▶ _WORK TO COMPLETE_
All of the data must be printed exactly; please include every line.

▶ _DATASET ENTRIES_
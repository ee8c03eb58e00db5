//! Controller actions for the blog front controller.
//!
//! Each controller is a set of plain functions registered under
//! `Controller@action`. Path parameters are declared next to the
//! registration and checked against the route table at start-up.

use portico_router::{Context, HandlerRegistry, Response, Result};
use tracing::info;

use crate::state::AppState;

type Ctx<'a> = Context<'a, AppState>;

/// The login form.
pub const LOGIN_FORM: &str = r#"<form method="POST" action="/login">
    <label for="username">Username:</label>
    <input type="text" id="username" name="username"><br><br>
    <label for="password">Password:</label>
    <input type="password" id="password" name="password"><br><br>
    <input type="submit" value="Login">
</form>"#;

/// Registers every controller action.
pub fn registry() -> Result<HandlerRegistry<AppState>> {
    let mut registry: HandlerRegistry<AppState> = HandlerRegistry::new();

    registry.register("HomeController@index", &[], |_| {
        Response::html("Home Controller")
    })?;
    registry.register("TestController@index", &[], |_| {
        Response::html("Test Controller com AUTH")
    })?;

    registry.register("BlogController@index", &[], |_| Response::html("Blog Index"))?;
    registry.register("BlogController@show", &[], |_| Response::html("Blog Show"))?;
    registry.register("BlogController@category", &["category"], blog_category)?;
    registry.register("BlogController@item", &["id"], blog_item)?;

    registry.register("ShowController@detail", &["category", "title", "id"], show_detail)?;

    registry.register("DashBoardController@index", &[], |_| Response::html("Dashboard"))?;
    registry.register("DashBoardController@update", &[], |_| {
        Response::html("Update Dashboard")
    })?;
    registry.register("DashBoardController@insert", &[], |_| {
        Response::html("Insert Dashboard Item")
    })?;
    registry.register("DashBoardController@delete", &[], |_| {
        Response::html("Delete from Dashboard")
    })?;

    registry.register("LoginController@index", &[], |_| Response::html(LOGIN_FORM))?;
    registry.register("LoginController@authenticate", &[], login_authenticate)?;

    Ok(registry)
}

fn blog_category(ctx: &mut Ctx<'_>) -> Response {
    Response::html(format!(
        "Blog Category: {}",
        escape_html(ctx.param("category"))
    ))
}

fn blog_item(ctx: &mut Ctx<'_>) -> Response {
    Response::html(format!("Blog Item ID: {}", escape_html(ctx.param("id"))))
}

fn show_detail(ctx: &mut Ctx<'_>) -> Response {
    let [category, title, id] = ["category", "title", "id"].map(|name| escape_html(ctx.param(name)));
    Response::html(format!(
        "Show Details: Category - {category}, Title - {title}, ID - {id}"
    ))
}

fn login_authenticate(ctx: &mut Ctx<'_>) -> Response {
    let form = ctx.request().form();
    let username = form.get("username").map_or("", String::as_str);
    let password = form.get("password").map_or("", String::as_str);

    let verified = ctx
        .state()
        .users()
        .authenticate(username, password)
        .map(str::to_string);

    match verified {
        Ok(username) => {
            info!(username = %username, "login succeeded");
            ctx.state_mut().login(&username);
            Response::html("Login successful!")
                .status(302)
                .header("Location", "/dashboard")
        }
        Err(err) => Response::html(err.to_string()),
    }
}

/// Escapes text for HTML output (`&`, `<`, `>`, `"`, `'`).
pub fn escape_html(text: &str) -> String {
    let mut escaped = String::with_capacity(text.len());
    for c in text.chars() {
        match c {
            '&' => escaped.push_str("&amp;"),
            '<' => escaped.push_str("&lt;"),
            '>' => escaped.push_str("&gt;"),
            '"' => escaped.push_str("&quot;"),
            '\'' => escaped.push_str("&#039;"),
            _ => escaped.push(c),
        }
    }
    escaped
}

▶ _SOLUTION TO THE PROBLEM_
repository ee8c03eb58e00db5
//! Controller actions for the blog front controller.
//!
//! Each controller is a set of plain functions registered under
//! `Controller@action`. Path parameters are declared next to the
//! registration and checked against the route table at start-up.

use portico_router::{Context, HandlerRegistry, Response, Result};
use tracing::info;

use crate::state::AppState;

type Ctx<'a> = Context<'a, AppState>;

/// The login form.
pub const LOGIN_FORM: &str = r#"<form method="POST" action="/login">
    <label for="username">Username:</label>
    <input type="text" id="username" name="username"><br><br>
    <label for="password">Password:</label>
    <input type="password" id="password" name="password"><br><br>
    <input type="submit" value="Login">
</form>"#;

/// Registers every controller action.
pub fn registry() -> Result<HandlerRegistry<AppState>> {
    let mut registry: HandlerRegistry<AppState> = HandlerRegistry::new();

    registry.register("HomeController@index", &[], |_| {
        Response::html("Home Controller")
    })?;
    registry.register("TestController@index", &[], |_| {
        Response::html("Test Controller com AUTH")
    })?;

    registry.register("BlogController@index", &[], |_| Response::html("Blog Index"))?;
    registry.register("BlogController@show", &[], |_| Response::html("Blog Show"))?;
    registry.register("BlogController@category", &["category"], blog_category)?;
    registry.register("BlogController@item", &["id"], blog_item)?;

    registry.register("ShowController@detail", &["category", "title", "id"], show_detail)?;

    registry.register("DashBoardController@index", &[], |_| Response::html("Dashboard"))?;
    registry.register("DashBoardController@update", &[], |_| {
        Response::html("Update Dashboard")
    })?;
    registry.register("DashBoardController@insert", &[], |_| {
        Response::html("Insert Dashboard Item")
    })?;
    registry.register("DashBoardController@delete", &[], |_| {
        Response::html("Delete from Dashboard")
    })?;

    registry.register("LoginController@index", &[], |_| Response::html(LOGIN_FORM))?;
    registry.register("LoginController@authenticate", &[], login_authenticate)?;

    Ok(registry)
}

fn blog_category(ctx: &mut Ctx<'_>) -> Response {
    Response::html(format!(
        "Blog Category: {}",
        escape_html(ctx.param("category"))
    ))
}

fn blog_item(ctx: &mut Ctx<'_>) -> Response {
    Response::html(format!("Blog Item ID: {}", escape_html(ctx.param("id"))))
}

fn show_detail(ctx: &mut Ctx<'_>) -> Response {
    let [category, title, id] = ["category", "title", "id"].map(|name| escape_html(ctx.param(name)));
    Response::html(format!(
        "Show Details: Category - {category}, Title - {title}, ID - {id}"
    ))
}

fn login_authenticate(ctx: &mut Ctx<'_>) -> Response {
    let form = ctx.request().form();
    let username = form.get("username").map_or("", String::as_str);
    let password = form.get("password").map_or("", String::as_str);

    let verified = ctx
        .state()
        .users()
        .authenticate(username, password)
        .map(str::to_string);

    match verified {
        Ok(username) => {
            info!(username = %username, "login succeeded");
            ctx.state_mut().login(&username);
            Response::html("Login successful!")
                .status(302)
                .header("Location", "/dashboard")
        }
        Err(err) => Response::html(err.to_string()),
    }
}

/// Escapes text for HTML output (`&`, `<`, `>`, `"`, `'`).
pub fn escape_html(text: &str) -> String {
    let mut escaped = String::with_capacity(text.len());
    for c in text.chars() {
        match c {
            '&' => escaped.push_str("&amp;"),
            '<' => escaped.push_str("&lt;"),
            '>' => escaped.push_str("&gt;"),
            '"' => escaped.push_str("&quot;"),
            '\'' => escaped.push_str("&#039;"),
            _ => escaped.push(c),
        }
    }
    escaped
}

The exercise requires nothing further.